Our parents reassured us by saying, It’s fine. They said that humans were intelligent and persistent. That intelligent people would find a solution in no time, that we just had to sit and wait until then. What I thought was the exact opposite. That the world would most certainly be upended. That human determination would turn crisis into despair. That intelligent people would not find a solution but a bigger disaster. I had to find a different approach than my parents’. The day Dad died, I packed my bags right away. As light as possible. Only what I could carry on the run. I took Joy by the hand and headed straight to Incheon harbor. I wasn’t sure if there’d be a ship running under such circumstances, but there was.
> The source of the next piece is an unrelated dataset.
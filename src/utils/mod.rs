pub mod config;
pub mod logging;
pub mod paths;

pub use config::{AppConfig, ServerEntry};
The problem was that the tickets were unbelievably expensive. People who see opportunity in disaster, who don’t starve or run even in disaster—they must belong to a world somewhere beyond the afterlife. To ride on the boat, I had to offer up as much gold and diamonds as they wanted. A gold ring wasn’t even enough to cop a pack of gum. However, in exchange for taking my parents, God had given me the wondrous talent of stealing. I came to know something much better than ever before: what it was I needed. Where it was. Like a rat, I burrowed into the bedlam of screaming, brawling, milling people and stole two tickets. Tickets to Qingdao. Once there, I stole another pair of tickets. We traveled all the way to Ulan-Ude that way. What happened to the people I’d robbed? It wasn’t just tickets or money but their lives I stole. I deserved their hatred.
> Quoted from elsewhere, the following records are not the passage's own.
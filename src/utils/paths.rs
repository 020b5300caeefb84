//! Path key normalization
//!
//! Turns filesystem paths into keys that compare the same way on every run:
//! separators follow the host convention, the source root prefix is matched
//! case-insensitively, and the result is always relative to that root.

use std::path::{Component, Path, PathBuf, MAIN_SEPARATOR};

fn is_separator(c: char) -> bool {
    c == '/' || c == '\\'
}

/// Convert every `/` and `\` to the host separator.
pub fn normalize(path: &Path) -> PathBuf {
    PathBuf::from(normalize_str(&path.to_string_lossy()))
}

fn normalize_str(s: &str) -> String {
    s.chars()
        .map(|c| if is_separator(c) { MAIN_SEPARATOR } else { c })
        .collect()
}

/// Make a path absolute and drop `.`/`..` components without touching the
/// filesystem.
fn lexical_absolute(path: &Path) -> PathBuf {
    let joined = if path.is_absolute() {
        path.to_path_buf()
    } else {
        match std::env::current_dir() {
            Ok(cwd) => cwd.join(path),
            Err(_) => path.to_path_buf(),
        }
    };

    let mut out = PathBuf::new();
    for component in joined.components() {
        match component {
            Component::CurDir => {}
            Component::ParentDir => {
                out.pop();
            }
            other => out.push(other.as_os_str()),
        }
    }
    out
}

fn comparable(path: &Path) -> String {
    normalize_str(&path.to_string_lossy())
        .trim_end_matches(is_separator)
        .to_string()
}

/// Strip `base` from `full` ignoring case. The match has to end on a
/// separator so `/srv/cs` never claims files under `/srv/cstrike`.
fn strip_prefix_ci(full: &str, base: &str) -> Option<String> {
    let head = full.get(..base.len())?;
    let tail = full.get(base.len()..)?;

    if head.to_lowercase() != base.to_lowercase() {
        return None;
    }
    if !tail.starts_with(is_separator) {
        return None;
    }

    let relative = tail.trim_start_matches(is_separator);
    if relative.is_empty() {
        None
    } else {
        Some(relative.to_string())
    }
}

/// Path of `full` relative to `base`, with host separators.
///
/// The lexical comparison handles trailing slashes, `.`/`..` segments and
/// casing differences. When that fails (a symlinked root, for instance) both
/// paths are canonicalized and compared again. `None` means the file does
/// not live under `base`; an absolute path is never returned.
pub fn relative_of(full: &Path, base: &Path) -> Option<String> {
    let full_lexical = comparable(&lexical_absolute(full));
    let base_lexical = comparable(&lexical_absolute(base));
    if let Some(relative) = strip_prefix_ci(&full_lexical, &base_lexical) {
        return Some(relative);
    }

    let full_canonical = std::fs::canonicalize(full).ok()?;
    let base_canonical = std::fs::canonicalize(base).ok()?;
    strip_prefix_ci(&comparable(&full_canonical), &comparable(&base_canonical))
}

/// `server:relative`
pub fn processed_key(server: &str, relative: &str) -> String {
    format!("{}:{}", server, relative)
}

/// Location of the compressed artifact for `relative` under `dest_root`:
/// the original file name keeps its extension and gains `.<suffix>`.
pub fn artifact_path(dest_root: &Path, relative: &str, suffix: &str) -> PathBuf {
    let mut path = dest_root.join(relative).into_os_string();
    path.push(".");
    path.push(suffix);
    PathBuf::from(path)
}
I got caught in Ulan-Ude. Joy and I ran. She’s a fast runner. So fast I can’t keep up. But she can’t run as quickly as she wants because she has to hold my hand the whole time. I’m the millstone around her neck. If it weren’t for me, Joy would be able to reach the end of this continent without a car or a train, without getting tired. She can run and run until she flies like a bird. I tried to keep going as she dragged me forward but eventually had to let go of her hand. Joy stopped stockstill like a switched-off toy. The small angel looked back at me with a guileless expression. I’m the reason why Joy can’t run. Dad’s request had been misplaced. Instead of asking me to look after Joy, he should’ve told her to keep running even if her sister lets go of her hand. That my letting go is her cue to run faster.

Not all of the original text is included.